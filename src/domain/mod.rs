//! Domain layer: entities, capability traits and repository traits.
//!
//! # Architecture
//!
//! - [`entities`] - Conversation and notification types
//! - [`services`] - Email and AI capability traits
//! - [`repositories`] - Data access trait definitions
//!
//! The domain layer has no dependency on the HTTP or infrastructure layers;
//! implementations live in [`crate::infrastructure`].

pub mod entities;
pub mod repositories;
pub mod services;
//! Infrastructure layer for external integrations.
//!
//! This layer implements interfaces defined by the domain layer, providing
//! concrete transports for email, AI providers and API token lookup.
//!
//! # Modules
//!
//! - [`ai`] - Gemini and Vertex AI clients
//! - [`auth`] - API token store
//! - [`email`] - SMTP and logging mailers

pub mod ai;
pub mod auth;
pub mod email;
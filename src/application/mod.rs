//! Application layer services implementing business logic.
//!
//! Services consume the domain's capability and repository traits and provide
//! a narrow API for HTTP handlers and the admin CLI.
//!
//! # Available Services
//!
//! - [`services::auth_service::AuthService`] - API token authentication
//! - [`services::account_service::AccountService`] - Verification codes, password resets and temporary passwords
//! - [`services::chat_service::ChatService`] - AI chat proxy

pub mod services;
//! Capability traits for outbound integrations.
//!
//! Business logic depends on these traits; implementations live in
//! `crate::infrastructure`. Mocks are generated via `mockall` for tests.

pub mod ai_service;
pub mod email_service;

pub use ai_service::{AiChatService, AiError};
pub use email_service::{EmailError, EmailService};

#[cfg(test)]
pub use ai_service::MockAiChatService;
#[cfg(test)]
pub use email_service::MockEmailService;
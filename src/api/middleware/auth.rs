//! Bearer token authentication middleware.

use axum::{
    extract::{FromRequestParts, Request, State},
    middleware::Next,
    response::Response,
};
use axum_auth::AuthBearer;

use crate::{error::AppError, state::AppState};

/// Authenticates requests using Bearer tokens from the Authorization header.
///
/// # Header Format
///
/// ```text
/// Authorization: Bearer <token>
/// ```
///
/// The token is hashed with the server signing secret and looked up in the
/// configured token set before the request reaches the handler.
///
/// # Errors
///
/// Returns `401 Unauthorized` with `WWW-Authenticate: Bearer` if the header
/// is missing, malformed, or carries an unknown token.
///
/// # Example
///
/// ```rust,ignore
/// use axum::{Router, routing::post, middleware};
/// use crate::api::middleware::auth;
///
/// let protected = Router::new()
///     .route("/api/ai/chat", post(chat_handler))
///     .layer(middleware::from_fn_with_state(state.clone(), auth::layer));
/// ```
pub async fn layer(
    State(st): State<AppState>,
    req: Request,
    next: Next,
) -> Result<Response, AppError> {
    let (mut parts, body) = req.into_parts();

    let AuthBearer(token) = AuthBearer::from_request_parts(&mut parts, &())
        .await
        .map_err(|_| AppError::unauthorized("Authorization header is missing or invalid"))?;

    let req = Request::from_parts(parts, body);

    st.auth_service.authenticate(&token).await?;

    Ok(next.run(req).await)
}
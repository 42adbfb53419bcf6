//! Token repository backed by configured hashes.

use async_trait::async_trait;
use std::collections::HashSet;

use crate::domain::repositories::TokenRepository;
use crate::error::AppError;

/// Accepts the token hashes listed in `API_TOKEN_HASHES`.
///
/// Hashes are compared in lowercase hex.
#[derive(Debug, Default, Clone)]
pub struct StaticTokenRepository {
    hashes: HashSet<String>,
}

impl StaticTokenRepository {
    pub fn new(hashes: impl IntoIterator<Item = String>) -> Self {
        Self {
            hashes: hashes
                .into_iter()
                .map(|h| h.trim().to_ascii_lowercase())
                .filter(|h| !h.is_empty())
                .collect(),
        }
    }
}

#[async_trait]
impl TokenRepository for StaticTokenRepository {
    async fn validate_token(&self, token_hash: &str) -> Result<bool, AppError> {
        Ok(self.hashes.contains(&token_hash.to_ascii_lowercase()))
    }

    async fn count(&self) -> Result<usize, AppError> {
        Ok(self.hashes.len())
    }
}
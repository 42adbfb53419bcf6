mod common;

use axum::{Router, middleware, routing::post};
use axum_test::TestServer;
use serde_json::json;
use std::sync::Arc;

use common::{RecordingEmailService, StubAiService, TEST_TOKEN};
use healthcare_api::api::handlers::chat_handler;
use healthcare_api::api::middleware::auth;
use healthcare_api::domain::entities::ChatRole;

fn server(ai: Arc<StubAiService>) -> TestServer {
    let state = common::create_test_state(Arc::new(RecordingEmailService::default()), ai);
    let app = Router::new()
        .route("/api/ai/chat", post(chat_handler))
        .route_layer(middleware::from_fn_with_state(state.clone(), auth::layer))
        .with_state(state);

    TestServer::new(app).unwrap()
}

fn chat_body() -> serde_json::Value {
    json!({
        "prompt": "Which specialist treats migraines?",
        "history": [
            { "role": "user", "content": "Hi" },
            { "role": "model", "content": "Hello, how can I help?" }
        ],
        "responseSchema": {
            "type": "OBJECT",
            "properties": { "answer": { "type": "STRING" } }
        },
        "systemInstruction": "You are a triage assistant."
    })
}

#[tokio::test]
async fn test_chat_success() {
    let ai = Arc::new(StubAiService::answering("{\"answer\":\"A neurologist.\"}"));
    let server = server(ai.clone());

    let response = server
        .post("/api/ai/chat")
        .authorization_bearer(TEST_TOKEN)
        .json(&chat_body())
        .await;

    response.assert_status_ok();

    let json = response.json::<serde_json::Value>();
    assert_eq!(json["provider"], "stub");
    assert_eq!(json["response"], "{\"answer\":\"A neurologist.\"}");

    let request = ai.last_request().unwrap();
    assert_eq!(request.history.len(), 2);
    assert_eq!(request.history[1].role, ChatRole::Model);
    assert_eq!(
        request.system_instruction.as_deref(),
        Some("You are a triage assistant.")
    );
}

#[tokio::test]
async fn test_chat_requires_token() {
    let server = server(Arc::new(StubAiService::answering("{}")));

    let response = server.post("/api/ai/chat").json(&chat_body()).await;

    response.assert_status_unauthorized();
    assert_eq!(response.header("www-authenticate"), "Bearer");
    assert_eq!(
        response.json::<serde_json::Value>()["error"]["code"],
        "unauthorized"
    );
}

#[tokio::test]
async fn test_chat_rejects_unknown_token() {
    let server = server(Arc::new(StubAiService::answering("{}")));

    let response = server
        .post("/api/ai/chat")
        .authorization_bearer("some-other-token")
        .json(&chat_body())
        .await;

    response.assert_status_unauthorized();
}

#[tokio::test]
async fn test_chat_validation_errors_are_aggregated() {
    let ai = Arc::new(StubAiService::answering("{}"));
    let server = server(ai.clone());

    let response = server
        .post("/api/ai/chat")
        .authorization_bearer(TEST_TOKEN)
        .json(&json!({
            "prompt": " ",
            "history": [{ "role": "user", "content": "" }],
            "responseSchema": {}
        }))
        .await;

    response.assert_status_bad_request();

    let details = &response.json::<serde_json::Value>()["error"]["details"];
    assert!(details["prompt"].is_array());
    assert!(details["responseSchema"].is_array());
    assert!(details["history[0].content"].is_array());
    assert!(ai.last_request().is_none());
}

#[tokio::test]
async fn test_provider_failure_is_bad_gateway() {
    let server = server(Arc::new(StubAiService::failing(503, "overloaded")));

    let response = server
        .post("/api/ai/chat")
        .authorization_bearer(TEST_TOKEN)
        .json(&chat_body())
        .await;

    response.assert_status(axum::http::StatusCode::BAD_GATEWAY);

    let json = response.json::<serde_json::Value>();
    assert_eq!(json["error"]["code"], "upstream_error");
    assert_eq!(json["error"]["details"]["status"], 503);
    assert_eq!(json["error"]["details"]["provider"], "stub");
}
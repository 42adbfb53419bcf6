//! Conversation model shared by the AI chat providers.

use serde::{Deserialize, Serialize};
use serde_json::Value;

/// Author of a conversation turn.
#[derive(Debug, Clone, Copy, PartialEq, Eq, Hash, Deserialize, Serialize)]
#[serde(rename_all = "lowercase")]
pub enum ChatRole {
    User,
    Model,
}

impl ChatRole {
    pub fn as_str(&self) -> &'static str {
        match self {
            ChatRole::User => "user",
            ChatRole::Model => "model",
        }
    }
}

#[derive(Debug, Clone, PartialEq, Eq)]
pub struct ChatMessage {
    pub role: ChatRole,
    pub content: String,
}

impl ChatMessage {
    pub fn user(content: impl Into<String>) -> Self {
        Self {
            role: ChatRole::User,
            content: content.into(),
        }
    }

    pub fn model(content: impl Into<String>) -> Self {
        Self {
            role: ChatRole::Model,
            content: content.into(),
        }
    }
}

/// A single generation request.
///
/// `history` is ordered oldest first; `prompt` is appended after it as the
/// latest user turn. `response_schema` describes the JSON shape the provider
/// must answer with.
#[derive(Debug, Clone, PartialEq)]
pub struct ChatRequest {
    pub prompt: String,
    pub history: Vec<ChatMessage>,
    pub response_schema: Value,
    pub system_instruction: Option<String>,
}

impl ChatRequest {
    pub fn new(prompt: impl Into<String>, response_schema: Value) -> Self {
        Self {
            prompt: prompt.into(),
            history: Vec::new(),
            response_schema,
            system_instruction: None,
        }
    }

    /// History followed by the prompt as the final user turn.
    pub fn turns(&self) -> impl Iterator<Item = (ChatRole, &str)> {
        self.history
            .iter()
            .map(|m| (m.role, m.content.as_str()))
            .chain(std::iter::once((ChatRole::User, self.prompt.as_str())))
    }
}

# # # # # # #

» The problem:
Proceeding from the line containing "and logging mailers" through the line containing "if the header", transcribe the lines above exactly, both end lines included.

» Result for this task:
//! - [`email`] - SMTP and logging mailers

pub mod ai;
pub mod auth;
pub mod email;
filename src/application/mod.rs
//! Application layer services implementing business logic.
//!
//! Services consume the domain's capability and repository traits and provide
//! a narrow API for HTTP handlers and the admin CLI.
//!
//! # Available Services
//!
//! - [`services::auth_service::AuthService`] - API token authentication
//! - [`services::account_service::AccountService`] - Verification codes, password resets and temporary passwords
//! - [`services::chat_service::ChatService`] - AI chat proxy

pub mod services;
//! Capability traits for outbound integrations.
//!
//! Business logic depends on these traits; implementations live in
//! `crate::infrastructure`. Mocks are generated via `mockall` for tests.

pub mod ai_service;
pub mod email_service;

pub use ai_service::{AiChatService, AiError};
pub use email_service::{EmailError, EmailService};

#[cfg(test)]
pub use ai_service::MockAiChatService;
#[cfg(test)]
pub use email_service::MockEmailService;
filename src/api/middleware/auth.rs
//! Bearer token authentication middleware.

use axum::{
    extract::{FromRequestParts, Request, State},
    middleware::Next,
    response::Response,
};
use axum_auth::AuthBearer;

use crate::{error::AppError, state::AppState};

/// Authenticates requests using Bearer tokens from the Authorization header.
///
/// # Header Format
///
/// ```text
/// Authorization: Bearer <token>
/// ```
///
/// The token is hashed with the server signing secret and looked up in the
/// configured token set before the request reaches the handler.
///
/// # Errors
///
/// Returns `401 Unauthorized` with `WWW-Authenticate: Bearer` if the header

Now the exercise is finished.